I have to be completely honest, health insurance was not something I really thought too much about until I got older. Like, “you are finally an adult with bills so you need to think about this now” older. As a child, it was not something I actively thought about. One, I was a kid so health insurance was definitely not high on my priority list and two, I was not a “sick kid,” so I only really went to the doctor’s office when I had to get vaccinated or get a physical to play sports at school (which was also rare). It was not until I reached the magic age of 26 that I was faced with the harsh reality that health insurance is necessary. And very expensive.
Like most young adults, my first job did not immediately shower upon me loads of money. I made enough money for bills, essentials, and literally nothing else, including health insurance. When I tried to get coverage under the Affordable Care Act (ACA), the only plans that I qualified for were completely out of my budget. When I tried to apply for Medicaid, I was told that I made too much money to qualify but if I had a child, things would be different, which was puzzling to me. Did the the fact that I had a child or not change my very real reality of not being able to afford health insurance? Before I had too much time to seriously weigh those options, I got offered a new job…WITH BENEFITS. To say I was excited would be an understatement. Now, I did not have to load up on vitamins to prevent myself from getting sick or entertain the idea of having a child in order to get health coverage. I assumed that everyone who was struggling to get health coverage was like me and when they found the right job or opportunity, they too, would be covered as well. I was very wrong.
On March 31, 2016, the North Carolina Department of Health and Human Services (NCDHHS) held a public hearing in Huntersville, NC, in order to get public input about the privatization of Medicaid in North Carolina. The Kaiser Family Foundation estimates that in North Carolina, 244,000 people do not have any option for affordable coverage; however, it is estimated that nearly 500,000 people would be eligible for coverage if the state expanded Medicaid and closed the coverage gap. Everyone from health providers to legislators to community organizers were all in attendance. Also in attendance were Medicaid beneficiaries, the people whose care will ultimately be affected by these proposed changes. After a brief introductory presentation about the proposed Medicaid reforms, the hearing was opened for public comments.
As expected, we heard from a number of doctors and legislators, whose main concerns appeared to be financial. Most doctors present were in support of Medicaid expansion because they saw first hand the negative implications of not closing the gap in their hospitals. They reported about patients who would come to the emergency room instead of a general practitioner for treatment because they could not afford the doctor’s visit. Since emergency rooms do not turn away patients, hospitals are forced to eat up these additional costs. Expanding Medicaid coverage reduces uncompensated care that hospitals and other healthcare providers currently absorb, which would lead to a stronger health system that is better able to take on innovative approaches to reduce costs and improve care.

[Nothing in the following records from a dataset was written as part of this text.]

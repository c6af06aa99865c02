//! Signed payment mandates.
//!
//! A mandate is an RS256 JWS over a fixed claim set binding a supplier, an
//! amount and the order it pays for. Lifecycle transitions are serialized per
//! mandate id; expiry is judged against the injected [`Clock`].

use std::collections::HashSet;
use std::sync::Arc;

use chrono::{DateTime, Duration, Utc};
use jsonwebtoken::{decode, encode, Header, Validation};
use rust_decimal::Decimal;
use serde::{Deserialize, Serialize};
use tracing::instrument;

use super::catalog::Catalog;
use super::clock::Clock;
use super::error::{ErrorCode, NegotiationError, Result};
use super::keys::KeyProvider;
use super::locks::KeyedLocks;
use super::metrics;
use super::policy::round_cents;
use super::repository::MandateRepository;
use super::store::SessionStore;
use crate::models::{new_id, MandateStatus, MandateType, PaymentMandate, SessionStatus};

#[derive(Debug, Clone)]
pub struct MandateSettings {
    pub issuer: String,
    pub audience: String,
    pub ttl: Duration,
}

impl Default for MandateSettings {
    fn default() -> Self {
        Self {
            issuer: "SupplyMind".to_string(),
            audience: "ap2-payment-gateway".to_string(),
            ttl: Duration::hours(24),
        }
    }
}

/// Claim set carried by a signed mandate.
#[derive(Debug, Clone, PartialEq, Serialize, Deserialize)]
pub struct MandateClaims {
    pub iss: String,
    pub sub: String,
    pub aud: String,
    pub iat: i64,
    pub exp: i64,
    pub jti: String,
    pub mandate_id: String,
    pub mandate_type: MandateType,
    #[serde(with = "rust_decimal::serde::float")]
    pub amount: Decimal,
    pub currency: String,
    pub order_details: serde_json::Value,
    #[serde(default, skip_serializing_if = "Option::is_none")]
    pub session_id: Option<String>,
    #[serde(default, skip_serializing_if = "Option::is_none")]
    pub po_number: Option<String>,
    pub user_consent: bool,
    pub consent_timestamp: DateTime<Utc>,
}

#[derive(Debug, Clone)]
pub struct IssueMandate {
    pub session_id: Option<String>,
    pub supplier_id: String,
    pub amount: Decimal,
    pub currency: String,
    pub order_details: serde_json::Value,
    pub po_number: Option<String>,
    pub user_consent: bool,
}

/// Result of a verification attempt. Verification fails closed: problems are
/// reported through `valid = false` and a reason, not as errors.
#[derive(Debug, Clone)]
pub struct Verification {
    pub mandate_id: String,
    pub valid: bool,
    pub reason: Option<ErrorCode>,
    pub message: Option<String>,
    pub claims: Option<MandateClaims>,
    pub mandate: Option<PaymentMandate>,
}

impl Verification {
    fn rejected(
        mandate_id: &str,
        reason: ErrorCode,
        message: impl Into<String>,
        mandate: Option<PaymentMandate>,
    ) -> Self {
        Self {
            mandate_id: mandate_id.to_string(),
            valid: false,
            reason: Some(reason),
            message: Some(message.into()),
            claims: None,
            mandate,
        }
    }
}

pub struct MandateService {
    repo: Arc<dyn MandateRepository>,
    sessions: Arc<SessionStore>,
    catalog: Arc<Catalog>,
    keys: Arc<dyn KeyProvider>,
    clock: Arc<dyn Clock>,
    settings: MandateSettings,
    locks: KeyedLocks,
}

impl MandateService {
    pub fn new(
        repo: Arc<dyn MandateRepository>,
        sessions: Arc<SessionStore>,
        catalog: Arc<Catalog>,
        keys: Arc<dyn KeyProvider>,
        clock: Arc<dyn Clock>,
        settings: MandateSettings,
    ) -> Self {
        Self {
            repo,
            sessions,
            catalog,
            keys,
            clock,
            settings,
            locks: KeyedLocks::new(),
        }
    }

    async fn load(&self, mandate_id: &str) -> Result<PaymentMandate> {
        self.repo
            .get(mandate_id)
            .await?
            .ok_or_else(|| NegotiationError::MandateNotFound(mandate_id.to_string()))
    }

    async fn save(&self, mandate: &mut PaymentMandate) -> Result<()> {
        let expected = mandate.version;
        mandate.version += 1;
        if let Err(err) = self.repo.save(mandate, expected).await {
            mandate.version = expected;
            return Err(err.into());
        }
        Ok(())
    }

    #[instrument(skip(self, request), fields(supplier_id = %request.supplier_id, amount = %request.amount))]
    pub async fn issue(&self, request: IssueMandate) -> Result<PaymentMandate> {
        if !request.user_consent {
            return Err(NegotiationError::ConsentRequired);
        }
        if self.catalog.supplier(&request.supplier_id).is_none() {
            return Err(NegotiationError::SupplierNotFound(request.supplier_id));
        }
        if let Some(session_id) = &request.session_id {
            let session = self.sessions.get_session(session_id).await?;
            if session.status != SessionStatus::Completed {
                return Err(NegotiationError::invalid_state(format!(
                    "Session {session_id} is {}, mandates require a completed session",
                    session.status.as_str()
                )));
            }
            if session.winning_supplier_id.as_deref() != Some(request.supplier_id.as_str()) {
                return Err(NegotiationError::invalid_state(format!(
                    "Supplier {} did not win session {session_id}",
                    request.supplier_id
                )));
            }
            if let Some(total) = session.total_value {
                if round_cents(request.amount) != round_cents(total) {
                    return Err(NegotiationError::invalid_state(format!(
                        "Amount {} does not match the agreed total {total} of session {session_id}",
                        request.amount
                    )));
                }
            }
        }

        let mandate_id = new_id("ap2", 10);
        let issued_at = self.clock.now();
        let expires_at = issued_at + self.settings.ttl;
        let claims = MandateClaims {
            iss: self.settings.issuer.clone(),
            sub: request.supplier_id.clone(),
            aud: self.settings.audience.clone(),
            iat: issued_at.timestamp(),
            exp: expires_at.timestamp(),
            jti: mandate_id.clone(),
            mandate_id: mandate_id.clone(),
            mandate_type: MandateType::Checkout,
            amount: request.amount,
            currency: request.currency.clone(),
            order_details: request.order_details,
            session_id: request.session_id.clone(),
            po_number: request.po_number.clone(),
            user_consent: true,
            consent_timestamp: issued_at,
        };

        let mut header = Header::new(self.keys.algorithm());
        header.kid = Some(self.keys.key_id().to_string());
        let signed_mandate = encode(&header, &claims, self.keys.encoding_key())?;

        let mandate = PaymentMandate {
            mandate_id: mandate_id.clone(),
            session_id: request.session_id,
            supplier_id: request.supplier_id,
            po_number: request.po_number,
            amount: request.amount,
            currency: request.currency,
            mandate_type: MandateType::Checkout,
            signature_algorithm: format!("{:?}", self.keys.algorithm()),
            public_key_id: self.keys.key_id().to_string(),
            signed_mandate,
            merchant_authorization: None,
            status: MandateStatus::Created,
            created_at: issued_at,
            expires_at,
            verified_at: None,
            executed_at: None,
            external_order_ref: None,
            error_message: None,
            version: 0,
        };
        self.repo.insert(&mandate).await?;

        metrics::record_mandate(MandateStatus::Created.as_str());
        tracing::info!(mandate_id = %mandate.mandate_id, expires_at = %mandate.expires_at, "Payment mandate issued");
        Ok(mandate)
    }

    fn validation(&self) -> Validation {
        let mut validation = Validation::new(self.keys.algorithm());
        validation.set_audience(&[self.settings.audience.as_str()]);
        validation.set_issuer(&[self.settings.issuer.as_str()]);
        validation.validate_exp = false;
        validation.leeway = 0;
        validation.required_spec_claims =
            HashSet::from(["exp", "iss", "aud", "sub"].map(String::from));
        validation
    }

    fn decode_claims(&self, mandate: &PaymentMandate) -> std::result::Result<MandateClaims, String> {
        let data = decode::<MandateClaims>(
            &mandate.signed_mandate,
            self.keys.decoding_key(),
            &self.validation(),
        )
        .map_err(|err| err.to_string())?;
        let claims = data.claims;

        if claims.jti != mandate.mandate_id || claims.mandate_id != mandate.mandate_id {
            return Err("mandate id does not match record".to_string());
        }
        if claims.sub != mandate.supplier_id {
            return Err("supplier does not match record".to_string());
        }
        if claims.currency != mandate.currency
            || round_cents(claims.amount) != round_cents(mandate.amount)
        {
            return Err("amount does not match record".to_string());
        }
        Ok(claims)
    }

    #[instrument(skip(self, merchant_authorization))]
    pub async fn verify(
        &self,
        mandate_id: &str,
        merchant_authorization: Option<String>,
    ) -> Result<Verification> {
        let _guard = self.locks.acquire(mandate_id).await;
        let Some(mut mandate) = self.repo.get(mandate_id).await? else {
            return Ok(Verification::rejected(
                mandate_id,
                ErrorCode::NotFound,
                format!("Mandate {mandate_id} not found"),
                None,
            ));
        };
        let now = self.clock.now();

        match mandate.status {
            MandateStatus::Failed => {
                let message = mandate
                    .error_message
                    .clone()
                    .unwrap_or_else(|| "Mandate previously failed verification".to_string());
                return Ok(Verification::rejected(
                    mandate_id,
                    ErrorCode::SignatureInvalid,
                    message,
                    Some(mandate),
                ));
            }
            MandateStatus::Expired => {
                return Ok(Verification::rejected(
                    mandate_id,
                    ErrorCode::Expired,
                    format!("Mandate expired at {}", mandate.expires_at.to_rfc3339()),
                    Some(mandate),
                ));
            }
            _ => {}
        }

        if mandate.is_expired_at(now) {
            if mandate.status != MandateStatus::Executed {
                mandate.status = MandateStatus::Expired;
                mandate.error_message = Some("Mandate expired".to_string());
                self.save(&mut mandate).await?;
                metrics::record_mandate(MandateStatus::Expired.as_str());
                tracing::warn!(mandate_id, "Mandate expired before verification");
            }
            return Ok(Verification::rejected(
                mandate_id,
                ErrorCode::Expired,
                format!("Mandate expired at {}", mandate.expires_at.to_rfc3339()),
                Some(mandate),
            ));
        }

        let claims = match self.decode_claims(&mandate) {
            Ok(claims) => claims,
            Err(reason) => {
                if mandate.status != MandateStatus::Executed {
                    mandate.status = MandateStatus::Failed;
                    mandate.error_message = Some(reason.clone());
                    self.save(&mut mandate).await?;
                    metrics::record_mandate(MandateStatus::Failed.as_str());
                }
                tracing::warn!(mandate_id, reason = %reason, "Mandate signature check failed");
                return Ok(Verification::rejected(
                    mandate_id,
                    ErrorCode::SignatureInvalid,
                    reason,
                    Some(mandate),
                ));
            }
        };

        let newly_verified = mandate.status == MandateStatus::Created;
        if newly_verified {
            mandate.status = MandateStatus::Verified;
            mandate.verified_at = Some(now);
        }
        let authorization = merchant_authorization.filter(|_| mandate.status == MandateStatus::Verified);
        let authorized = authorization.is_some();
        if authorized {
            mandate.merchant_authorization = authorization;
        }
        if newly_verified || authorized {
            self.save(&mut mandate).await?;
        }
        if newly_verified {
            metrics::record_mandate(MandateStatus::Verified.as_str());
            tracing::info!(mandate_id, "Payment mandate verified");
        }

        Ok(Verification {
            mandate_id: mandate_id.to_string(),
            valid: true,
            reason: None,
            message: None,
            claims: Some(claims),
            mandate: Some(mandate),
        })
    }

    #[instrument(skip(self))]
    pub async fn execute(&self, mandate_id: &str, external_order_ref: &str) -> Result<PaymentMandate> {
        let _guard = self.locks.acquire(mandate_id).await;
        let mut mandate = self.load(mandate_id).await?;

        match mandate.status {
            MandateStatus::Verified => {}
            MandateStatus::Executed => {
                return Err(NegotiationError::invalid_state(format!(
                    "Mandate {mandate_id} was already executed"
                )));
            }
            other => {
                return Err(NegotiationError::invalid_state(format!(
                    "Mandate {mandate_id} is {}, it must be verified before execution",
                    other.as_str()
                )));
            }
        }

        let now = self.clock.now();
        if mandate.is_expired_at(now) {
            mandate.status = MandateStatus::Expired;
            mandate.error_message = Some("Mandate expired before execution".to_string());
            self.save(&mut mandate).await?;
            metrics::record_mandate(MandateStatus::Expired.as_str());
            return Err(NegotiationError::Expired(mandate_id.to_string()));
        }

        mandate.status = MandateStatus::Executed;
        mandate.executed_at = Some(now);
        mandate.external_order_ref = Some(external_order_ref.to_string());
        self.save(&mut mandate).await?;

        metrics::record_mandate(MandateStatus::Executed.as_str());
        tracing::info!(mandate_id, external_order_ref, "Payment mandate executed");
        Ok(mandate)
    }
}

Legislators who spoke during the public hearing discussed the financial ramifications of closing the Medicaid gap and the financial impact that it would have on the state’s budget. The Cone Health Foundation released a report analyzing the economic impact of expanding Medicaid in 2016 and found that closing the gap in North Carolina would result in net savings for the state budget, despite any new costs of the program. The report also estimated that if North Carolina expanded coverage in 2016, the state would see $318 million in net state savings from 2016 to 2020.
As the public hearing went on, the conversation started to take on a more personal tone. More and more participants shared their personal experiences of being in the Medicaid coverage gap. We heard from a man without children who previously lived in another state where he had coverage, but was later placed in the coverage gap after he moved to North Carolina and later sustained serious injuries that required medical treatment that he could not afford. Another woman shared the story of her son’s current unique placement in the coverage gap. A few years ago, this woman’s son suffered a severe brain injury that required extensive long-term medical treatment, which was covered under Medicaid. However, a slight change in injury classification requirements resulted in her son not qualifying for Medicaid, placing him in the coverage gap. Why should someone with a severe brain injury not get the treatment he needs because he does not have the “right kind of brain injury?”
Towards the end of the public hearing, an older man talked about how he was recently diagnosed with diabetes. He stated that if it were not for Medicaid, he would literally be dead because he would not be able to afford all of the medications that he would need to stay healthy. It was not until this man spoke that I really felt the gravity of this debate. I knew that not expanding Medicaid would prevent lower-income people from getting coverage, but what I did not realize was that not expanding Medicaid would literally result in death for the most vulnerable people, especially those living with chronic illnesses. In North Carolina, 1,100 people have died as a result of being in the Medicaid coverage gap. Expanding Medicaid is so much more than just a “great idea;” for many, it could be the difference between life and death. Let that sink in for a minute. Expanding Medicaid will literally save lives. When you think of it in that context, it immediately becomes a black and white issue. We have to not only expand Medicaid in North Carolina, but we must also be sure to represent the needs of everyone affected to ensure that no more lives are lost unnecessarily. The need to expand Medicaid coverage in North Carolina can no longer be seen as just an option that policy-makers are entertaining; it needs to be a priority. We cannot sit and watch the people of our state die around us while we have the opportunity to stop it.